#### Required action
Below are records; quote them exactly from the first line through the line that contains "from internal failures.".

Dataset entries
%%

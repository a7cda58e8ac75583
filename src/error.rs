//! Custom error types for ledger-cli
//!
//! This module defines the error hierarchy for the application using thiserror
//! for ergonomic error definitions. Every variant maps onto a status-like code
//! so outer layers can tell client mistakes from internal failures.

use thiserror::Error;

use crate::models::Money;

/// The main error type for ledger operations
#[derive(Error, Debug)]
pub enum LedgerError {
    /// Configuration-related errors
    #[error("Configuration error: {0}")]
    Config(String),

    /// File I/O errors
    #[error("I/O error: {0}")]
    Io(String),

    /// JSON serialization/deserialization errors
    #[error("JSON error: {0}")]
    Json(String),

    /// CSV reader errors
    #[error("CSV error: {0}")]
    Csv(String),

    /// Validation errors for data models
    #[error("Validation error: {0}")]
    Validation(String),

    /// Outcome larger than the available balance
    #[error("Invalid transaction: outcome of {value} exceeds available balance of {available}")]
    InvalidTransaction { value: Money, available: Money },

    /// Entity not found errors
    #[error("{entity_type} not found: {identifier}")]
    NotFound {
        entity_type: &'static str,
        identifier: String,
    },

    /// A CSV row that cannot be turned into a transaction
    #[error("Malformed record at row {row}: {reason}")]
    MalformedRecord { row: usize, reason: String },

    /// Import errors
    #[error("Import error: {0}")]
    Import(String),

    /// Storage errors
    #[error("Storage error: {0}")]
    Storage(String),
}

impl LedgerError {
    /// Create a "not found" error for transactions
    pub fn transaction_not_found(identifier: impl Into<String>) -> Self {
        Self::NotFound {
            entity_type: "Transaction",
            identifier: identifier.into(),
        }
    }

    /// Create a "not found" error for categories
    pub fn category_not_found(identifier: impl Into<String>) -> Self {
        Self::NotFound {
            entity_type: "Category",
            identifier: identifier.into(),
        }
    }

    /// Create a malformed record error for a 1-based data row
    pub fn malformed(row: usize, reason: impl Into<String>) -> Self {
        Self::MalformedRecord {
            row,
            reason: reason.into(),
        }
    }

    /// Check if this is a "not found" error
    pub fn is_not_found(&self) -> bool {
        matches!(self, Self::NotFound { .. })
    }

    /// Check if this is a validation error
    pub fn is_validation(&self) -> bool {
        matches!(self, Self::Validation(_))
    }

    /// HTTP-like status code for this error
    ///
    /// 400 for caller mistakes, 404 for missing entities, 500 for everything
    /// that went wrong on our side.
    pub fn status_code(&self) -> u16 {
        match self {
            Self::InvalidTransaction { .. }
            | Self::Validation(_)
            | Self::MalformedRecord { .. } => 400,
            Self::NotFound { .. } => 404,
            Self::Config(_)
            | Self::Io(_)
            | Self::Json(_)
            | Self::Csv(_)
            | Self::Import(_)
            | Self::Storage(_) => 500,
        }
    }
}

// Implement From traits for common error types

impl From<std::io::Error> for LedgerError {
    fn from(err: std::io::Error) -> Self {
        Self::Io(err.to_string())
    }
}

impl From<serde_json::Error> for LedgerError {
    fn from(err: serde_json::Error) -> Self {
        Self::Json(err.to_string())
    }
}

impl From<csv::Error> for LedgerError {
    fn from(err: csv::Error) -> Self {
        Self::Csv(err.to_string())
    }
}

/// Result type alias for ledger operations
pub type LedgerResult<T> = Result<T, LedgerError>;
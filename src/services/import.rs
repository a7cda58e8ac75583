//! CSV import service
//!
//! Bulk-loads transactions from a headed CSV file with the columns
//! `title, type, value, category`. Categories are resolved for the whole
//! file before any transaction is written, so each distinct title is created
//! at most once. Imported rows skip the overdraft check that interactive
//! creation applies, but a file whose totals would not fit the balance is
//! rejected before anything is written.

use std::collections::BTreeMap;
use std::fs::{self, File};
use std::io::{BufReader, Read};
use std::path::Path;

use csv::{ReaderBuilder, StringRecord, Trim};
use tracing::{debug, info, warn};

use crate::audit::{AuditEntry, EntityType};
use crate::config::{CategoryMatching, MalformedRowPolicy, Settings};
use crate::error::{LedgerError, LedgerResult};
use crate::models::{Category, Money, Transaction, TransactionType};
use crate::services::{BalanceService, CategoryService};
use crate::storage::Storage;

/// Number of columns a data row must carry
const REQUIRED_FIELDS: usize = 4;

/// A parsed row from the CSV before import
#[derive(Debug, Clone, PartialEq, Eq)]
pub struct ParsedTransaction {
    /// Line of the row in the source file (the header is line 1)
    pub row_number: usize,
    pub title: String,
    pub transaction_type: TransactionType,
    pub value: Money,
    /// Category title as written in the file
    pub category: String,
}

/// Import behaviour taken from the user settings
#[derive(Debug, Clone, Copy, Default)]
pub struct ImportOptions {
    pub matching: CategoryMatching,
    pub on_malformed: MalformedRowPolicy,
}

impl From<&Settings> for ImportOptions {
    fn from(settings: &Settings) -> Self {
        Self {
            matching: settings.category_matching,
            on_malformed: settings.import.on_malformed,
        }
    }
}

/// Result of a completed import
#[derive(Debug, Clone, Default)]
pub struct ImportResult {
    /// Transactions written, in file order
    pub transactions: Vec<Transaction>,
    /// Categories that did not exist before the import
    pub categories_created: Vec<Category>,
    /// Skipped rows and why, by row number
    pub error_messages: BTreeMap<usize, String>,
}

impl ImportResult {
    pub fn imported(&self) -> usize {
        self.transactions.len()
    }

    pub fn skipped(&self) -> usize {
        self.error_messages.len()
    }
}

/// Service for CSV import
pub struct ImportService<'a> {
    storage: &'a Storage,
    options: ImportOptions,
}

impl<'a> ImportService<'a> {
    /// Create a new import service with default options
    pub fn new(storage: &'a Storage) -> Self {
        Self {
            storage,
            options: ImportOptions::default(),
        }
    }

    pub fn with_options(mut self, options: ImportOptions) -> Self {
        self.options = options;
        self
    }

    /// Parse a CSV from a reader into transactions
    ///
    /// The first record is always treated as a header and skipped. Rows that
    /// cannot be parsed come back as [`LedgerError::MalformedRecord`]; only
    /// an I/O failure of the reader itself fails the whole call.
    pub fn parse_csv_from_reader<R: Read>(
        &self,
        reader: R,
    ) -> LedgerResult<Vec<LedgerResult<ParsedTransaction>>> {
        let mut reader = ReaderBuilder::new()
            .has_headers(true)
            .flexible(true)
            .trim(Trim::All)
            .from_reader(reader);

        let mut results = Vec::new();
        for (idx, result) in reader.records().enumerate() {
            let fallback_row = idx + 2;
            let record = match result {
                Ok(record) => record,
                Err(e) if matches!(e.kind(), csv::ErrorKind::Io(_)) => return Err(e.into()),
                Err(e) => {
                    let row = e
                        .position()
                        .map(|p| p.line() as usize)
                        .unwrap_or(fallback_row);
                    results.push(Err(LedgerError::malformed(row, e.to_string())));
                    continue;
                }
            };

            let row = record
                .position()
                .map(|p| p.line() as usize)
                .unwrap_or(fallback_row);
            results.push(Self::parse_record(&record, row));
        }

        Ok(results)
    }

    /// Parse a single CSV record
    fn parse_record(record: &StringRecord, row: usize) -> LedgerResult<ParsedTransaction> {
        if record.len() < REQUIRED_FIELDS {
            return Err(LedgerError::malformed(
                row,
                format!(
                    "expected {} fields (title, type, value, category), found {}",
                    REQUIRED_FIELDS,
                    record.len()
                ),
            ));
        }

        let title = &record[0];
        if title.is_empty() {
            return Err(LedgerError::malformed(row, "title is empty"));
        }

        let transaction_type = TransactionType::from_import_field(&record[1]);

        let value = Money::parse(&record[2]).map_err(|_| {
            LedgerError::malformed(row, format!("value '{}' is not a number", &record[2]))
        })?;
        if value.is_negative() {
            return Err(LedgerError::malformed(
                row,
                format!("value cannot be negative: {}", value),
            ));
        }

        Ok(ParsedTransaction {
            row_number: row,
            title: title.to_string(),
            transaction_type,
            value,
            category: record[3].to_string(),
        })
    }

    /// Import every row of a CSV stream
    ///
    /// Phase one resolves all category titles (creating the missing ones in a
    /// single batch), phase two writes the transactions in one batch. Rows
    /// that would push the balance out of range fail the whole import first.
    pub fn import_from_reader<R: Read>(&self, reader: R) -> LedgerResult<ImportResult> {
        let mut parsed = Vec::new();
        let mut error_messages = BTreeMap::new();

        for result in self.parse_csv_from_reader(reader)? {
            match result {
                Ok(row) => parsed.push(row),
                Err(LedgerError::MalformedRecord { row, reason }) => {
                    if self.options.on_malformed == MalformedRowPolicy::Abort {
                        return Err(LedgerError::MalformedRecord { row, reason });
                    }
                    warn!(row, %reason, "skipping malformed row");
                    error_messages.insert(row, reason);
                }
                Err(e) => return Err(e),
            }
        }

        debug!(
            rows = parsed.len(),
            skipped = error_messages.len(),
            "parsed import file"
        );

        let mut transactions: Vec<Transaction> = parsed
            .iter()
            .map(|p| Transaction::new(p.title.clone(), p.value, p.transaction_type, None))
            .collect();

        let mut projected = BalanceService::new(self.storage).current()?;
        for (txn, row) in transactions.iter().zip(&parsed) {
            projected.apply(txn).map_err(|e| {
                warn!(row = row.row_number, error = %e, "import would overflow balance");
                e
            })?;
        }

        let resolved = CategoryService::new(self.storage)
            .with_matching(self.options.matching)
            .resolve_many(parsed.iter().map(|p| p.category.as_str()))?;

        for (txn, row) in transactions.iter_mut().zip(&parsed) {
            txn.category_id = resolved.id_for(&row.category);
        }

        if !transactions.is_empty() {
            self.storage.transactions.upsert_many(transactions.clone())?;
            self.storage.transactions.save()?;

            let entries: Vec<_> = transactions
                .iter()
                .map(|t| {
                    AuditEntry::create(
                        EntityType::Transaction,
                        t.id.to_string(),
                        Some(t.title.clone()),
                        t,
                    )
                })
                .collect();
            self.storage.log_batch(&entries)?;
        }

        info!(
            imported = transactions.len(),
            categories_created = resolved.created().len(),
            skipped = error_messages.len(),
            "import finished"
        );

        Ok(ImportResult {
            transactions,
            categories_created: resolved.created().to_vec(),
            error_messages,
        })
    }

    /// Import a CSV file and remove it once its rows are stored
    ///
    /// On failure the file is left where it is.
    pub fn import_file(&self, path: &Path) -> LedgerResult<ImportResult> {
        let file = File::open(path).map_err(|e| {
            LedgerError::Import(format!("Failed to open {}: {}", path.display(), e))
        })?;

        let result = self.import_from_reader(BufReader::new(file))?;

        fs::remove_file(path).map_err(|e| {
            LedgerError::Import(format!(
                "Imported {} transactions but failed to remove {}: {}",
                result.imported(),
                path.display(),
                e
            ))
        })?;
        debug!(path = %path.display(), "removed import file");

        Ok(result)
    }
}
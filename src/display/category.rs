//! Category display formatting

use crate::services::CategorySummary;

/// Format categories with their usage counts as a table
pub fn format_category_list(summaries: &[CategorySummary]) -> String {
    if summaries.is_empty() {
        return "No categories found.\n\n\
                Categories are created the first time a transaction uses them.\n"
            .to_string();
    }

    let title_width = summaries
        .iter()
        .map(|s| s.category.title.chars().count())
        .max()
        .unwrap_or(5)
        .max(5);

    let mut output = String::new();
    output.push_str(&format!(
        "{:<12}  {:<title_width$}  {:>12}\n",
        "ID",
        "Title",
        "Transactions",
        title_width = title_width,
    ));
    output.push_str(&format!(
        "{:-<12}  {:-<title_width$}  {:->12}\n",
        "",
        "",
        "",
        title_width = title_width,
    ));

    for summary in summaries {
        output.push_str(&format!(
            "{:<12}  {:<title_width$}  {:>12}\n",
            summary.category.id.to_string(),
            summary.category.title,
            summary.transaction_count,
            title_width = title_width,
        ));
    }

    output
}
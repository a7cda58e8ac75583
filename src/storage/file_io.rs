//! File I/O utilities with atomic writes
//!
//! Provides safe file operations that won't corrupt data on failure.

use std::fs::{self, File};
use std::io::{BufReader, BufWriter, Write};
use std::path::Path;

use serde::{de::DeserializeOwned, Serialize};

use crate::error::LedgerError;

/// Read JSON from a file, returning a default value if file doesn't exist
pub fn read_json<T, P>(path: P) -> Result<T, LedgerError>
where
    T: DeserializeOwned + Default,
    P: AsRef<Path>,
{
    let path = path.as_ref();

    if !path.exists() {
        return Ok(T::default());
    }

    let file = File::open(path)
        .map_err(|e| LedgerError::Storage(format!("Failed to open {}: {}", path.display(), e)))?;

    serde_json::from_reader(BufReader::new(file))
        .map_err(|e| LedgerError::Storage(format!("Failed to parse {}: {}", path.display(), e)))
}

/// Write JSON to a file atomically (write to temp, then rename)
///
/// The target is either completely written or left untouched.
pub fn write_json_atomic<T, P>(path: P, data: &T) -> Result<(), LedgerError>
where
    T: Serialize,
    P: AsRef<Path>,
{
    let path = path.as_ref();

    if let Some(parent) = path.parent() {
        fs::create_dir_all(parent).map_err(|e| {
            LedgerError::Storage(format!(
                "Failed to create directory {}: {}",
                parent.display(),
                e
            ))
        })?;
    }

    // Temp file must live in the same directory for the rename to be atomic
    let temp_path = path.with_extension("json.tmp");

    let file = File::create(&temp_path)
        .map_err(|e| LedgerError::Storage(format!("Failed to create temp file: {}", e)))?;

    let mut writer = BufWriter::new(file);
    serde_json::to_writer_pretty(&mut writer, data)
        .map_err(|e| LedgerError::Storage(format!("Failed to serialize data: {}", e)))?;

    writer
        .flush()
        .map_err(|e| LedgerError::Storage(format!("Failed to flush data: {}", e)))?;

    writer
        .get_ref()
        .sync_all()
        .map_err(|e| LedgerError::Storage(format!("Failed to sync data: {}", e)))?;

    fs::rename(&temp_path, path).map_err(|e| {
        let _ = fs::remove_file(&temp_path);
        LedgerError::Storage(format!("Failed to rename temp file: {}", e))
    })?;

    Ok(())
}

#[cfg(test)]
mod tests {
    use super::*;
    use serde::{Deserialize, Serialize};
    use tempfile::TempDir;

    #[derive(Debug, Clone, PartialEq, Serialize, Deserialize, Default)]
    struct Snapshot {
        titles: Vec<String>,
    }

    #[test]
    fn test_read_nonexistent_returns_default() {
        let temp_dir = TempDir::new().unwrap();
        let data: Snapshot = read_json(temp_dir.path().join("missing.json")).unwrap();
        assert_eq!(data, Snapshot::default());
    }

    #[test]
    fn test_write_and_read() {
        let temp_dir = TempDir::new().unwrap();
        let path = temp_dir.path().join("snapshot.json");
        let data = Snapshot {
            titles: vec!["Salary".into(), "Rent".into()],
        };

        write_json_atomic(&path, &data).unwrap();

        let loaded: Snapshot = read_json(&path).unwrap();
        assert_eq!(data, loaded);
        assert!(!temp_dir.path().join("snapshot.json.tmp").exists());
    }

    #[test]
    fn test_write_creates_parent_directories() {
        let temp_dir = TempDir::new().unwrap();
        let path = temp_dir.path().join("nested").join("dir").join("s.json");

        write_json_atomic(&path, &Snapshot::default()).unwrap();
        assert!(path.exists());
    }

    #[test]
    fn test_corrupt_file_is_storage_error() {
        let temp_dir = TempDir::new().unwrap();
        let path = temp_dir.path().join("bad.json");
        fs::write(&path, "not json at all").unwrap();

        let result: Result<Snapshot, _> = read_json(&path);
        assert!(matches!(result, Err(LedgerError::Storage(_))));
    }
}
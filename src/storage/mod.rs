//! Storage layer for ledger-cli
//!
//! The services only see the [`TransactionStore`] and [`CategoryStore`]
//! traits. [`Storage`] bundles one of each together with the audit logger;
//! the default backend is JSON files with atomic writes.

pub mod categories;
pub mod file_io;
pub mod transactions;

pub use categories::CategoryRepository;
pub use file_io::{read_json, write_json_atomic};
pub use transactions::TransactionRepository;

use std::path::PathBuf;

use serde::Serialize;

use crate::audit::{AuditEntry, AuditLogger, EntityType};
use crate::config::{CategoryMatching, LedgerPaths};
use crate::error::LedgerError;
use crate::models::{Category, CategoryId, Transaction, TransactionId};

/// Persistence for transaction records
///
/// `upsert*` and `delete` change the in-memory state only; `save` flushes it
/// to the backing medium.
pub trait TransactionStore: Send + Sync {
    /// Load all records from the backing medium
    fn load(&self) -> Result<(), LedgerError>;

    /// Persist the current state
    fn save(&self) -> Result<(), LedgerError>;

    fn get(&self, id: TransactionId) -> Result<Option<Transaction>, LedgerError>;

    /// All transactions, oldest first
    fn get_all(&self) -> Result<Vec<Transaction>, LedgerError>;

    fn get_by_category(&self, category_id: CategoryId) -> Result<Vec<Transaction>, LedgerError>;

    /// Insert or replace a batch of transactions
    fn upsert_many(&self, txns: Vec<Transaction>) -> Result<(), LedgerError>;

    fn upsert(&self, txn: Transaction) -> Result<(), LedgerError> {
        self.upsert_many(vec![txn])
    }

    /// Remove a transaction, returning whether it existed
    fn delete(&self, id: TransactionId) -> Result<bool, LedgerError>;

    fn count(&self) -> Result<usize, LedgerError>;
}

/// Persistence for category records
pub trait CategoryStore: Send + Sync {
    /// Load all records from the backing medium
    fn load(&self) -> Result<(), LedgerError>;

    /// Persist the current state
    fn save(&self) -> Result<(), LedgerError>;

    fn get(&self, id: CategoryId) -> Result<Option<Category>, LedgerError>;

    fn get_all(&self) -> Result<Vec<Category>, LedgerError>;

    /// Find a category whose title matches under the given policy
    fn find_by_title(
        &self,
        title: &str,
        matching: CategoryMatching,
    ) -> Result<Option<Category>, LedgerError>;

    /// Insert or replace a batch of categories
    fn upsert_many(&self, categories: Vec<Category>) -> Result<(), LedgerError>;

    fn upsert(&self, category: Category) -> Result<(), LedgerError> {
        self.upsert_many(vec![category])
    }

    fn count(&self) -> Result<usize, LedgerError>;
}

pub(crate) fn lock_error<E: std::fmt::Display>(e: E) -> LedgerError {
    LedgerError::Storage(format!("Failed to acquire lock: {}", e))
}

/// Main storage coordinator that provides access to all stores
pub struct Storage {
    pub transactions: Box<dyn TransactionStore>,
    pub categories: Box<dyn CategoryStore>,
    audit: AuditLogger,
}

impl Storage {
    /// Create JSON-backed storage under the given paths
    pub fn new(paths: LedgerPaths) -> Result<Self, LedgerError> {
        paths.ensure_directories()?;

        Ok(Self::with_stores(
            Box::new(TransactionRepository::new(paths.transactions_file())),
            Box::new(CategoryRepository::new(paths.categories_file())),
            paths.audit_log(),
        ))
    }

    /// Assemble storage from explicit stores
    pub fn with_stores(
        transactions: Box<dyn TransactionStore>,
        categories: Box<dyn CategoryStore>,
        audit_log: PathBuf,
    ) -> Self {
        Self {
            transactions,
            categories,
            audit: AuditLogger::new(audit_log),
        }
    }

    /// Load all data from the backing stores
    pub fn load_all(&mut self) -> Result<(), LedgerError> {
        self.transactions.load()?;
        self.categories.load()?;
        Ok(())
    }

    /// Save all data
    pub fn save_all(&self) -> Result<(), LedgerError> {
        self.categories.save()?;
        self.transactions.save()?;
        Ok(())
    }

    pub fn audit(&self) -> &AuditLogger {
        &self.audit
    }

    /// Record a created entity in the audit log
    pub fn log_create<T: Serialize>(
        &self,
        entity_type: EntityType,
        entity_id: impl Into<String>,
        entity_name: Option<String>,
        entity: &T,
    ) -> Result<(), LedgerError> {
        self.audit
            .log(&AuditEntry::create(entity_type, entity_id, entity_name, entity))
    }

    /// Record a deleted entity in the audit log
    pub fn log_delete<T: Serialize>(
        &self,
        entity_type: EntityType,
        entity_id: impl Into<String>,
        entity_name: Option<String>,
        entity: &T,
    ) -> Result<(), LedgerError> {
        self.audit
            .log(&AuditEntry::delete(entity_type, entity_id, entity_name, entity))
    }

    /// Record a batch of audit entries with a single write
    pub fn log_batch(&self, entries: &[AuditEntry]) -> Result<(), LedgerError> {
        self.audit.log_batch(entries)
    }
}

#[cfg(test)]
mod tests {
    use super::*;
    use crate::models::{Money, TransactionType};
    use tempfile::TempDir;

    #[test]
    fn test_storage_creation() {
        let temp_dir = TempDir::new().unwrap();
        let paths = LedgerPaths::with_base_dir(temp_dir.path().to_path_buf());
        let mut storage = Storage::new(paths).unwrap();
        storage.load_all().unwrap();

        assert!(temp_dir.path().join("data").exists());
        assert_eq!(storage.transactions.count().unwrap(), 0);
        assert_eq!(storage.categories.count().unwrap(), 0);
    }

    #[test]
    fn test_save_all_and_reload() {
        let temp_dir = TempDir::new().unwrap();
        let paths = LedgerPaths::with_base_dir(temp_dir.path().to_path_buf());

        let mut storage = Storage::new(paths.clone()).unwrap();
        storage.load_all().unwrap();

        let category = Category::new("Job");
        let txn = Transaction::new(
            "Salary",
            Money::from_units(10),
            TransactionType::Income,
            Some(category.id),
        );
        storage.categories.upsert(category).unwrap();
        storage.transactions.upsert(txn).unwrap();
        storage.save_all().unwrap();

        let mut reloaded = Storage::new(paths).unwrap();
        reloaded.load_all().unwrap();
        assert_eq!(reloaded.transactions.count().unwrap(), 1);
        assert_eq!(reloaded.categories.count().unwrap(), 1);
    }

    #[test]
    fn test_log_create_writes_audit_entry() {
        let temp_dir = TempDir::new().unwrap();
        let paths = LedgerPaths::with_base_dir(temp_dir.path().to_path_buf());
        let storage = Storage::new(paths).unwrap();

        let category = Category::new("Job");
        storage
            .log_create(
                EntityType::Category,
                category.id.to_string(),
                Some(category.title.clone()),
                &category,
            )
            .unwrap();

        assert_eq!(storage.audit().entry_count().unwrap(), 1);
    }
}
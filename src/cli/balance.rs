//! Balance and history commands

use crate::config::Settings;
use crate::display::format_balance;
use crate::error::LedgerResult;
use crate::services::BalanceService;
use crate::storage::Storage;

/// Print income, outcome and total over the whole ledger
pub fn handle_balance_command(storage: &Storage, settings: &Settings) -> LedgerResult<()> {
    let balance = BalanceService::new(storage).current()?;
    print!("{}", format_balance(&balance, &settings.currency_symbol));
    Ok(())
}

/// Print the most recent audit log entries, oldest first
pub fn handle_history_command(storage: &Storage, limit: usize) -> LedgerResult<()> {
    let entries = storage.audit().read_recent(limit)?;

    if entries.is_empty() {
        println!("No history recorded yet.");
        return Ok(());
    }

    for entry in entries {
        println!("{}", entry.format_human_readable());
    }

    Ok(())
}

%%

#### Result of this task
repository a7cda58e8ac75583
filename src/error.rs
//! Custom error types for ledger-cli
//!
//! This module defines the error hierarchy for the application using thiserror
//! for ergonomic error definitions. Every variant maps onto a status-like code
//! so outer layers can tell client mistakes from internal failures.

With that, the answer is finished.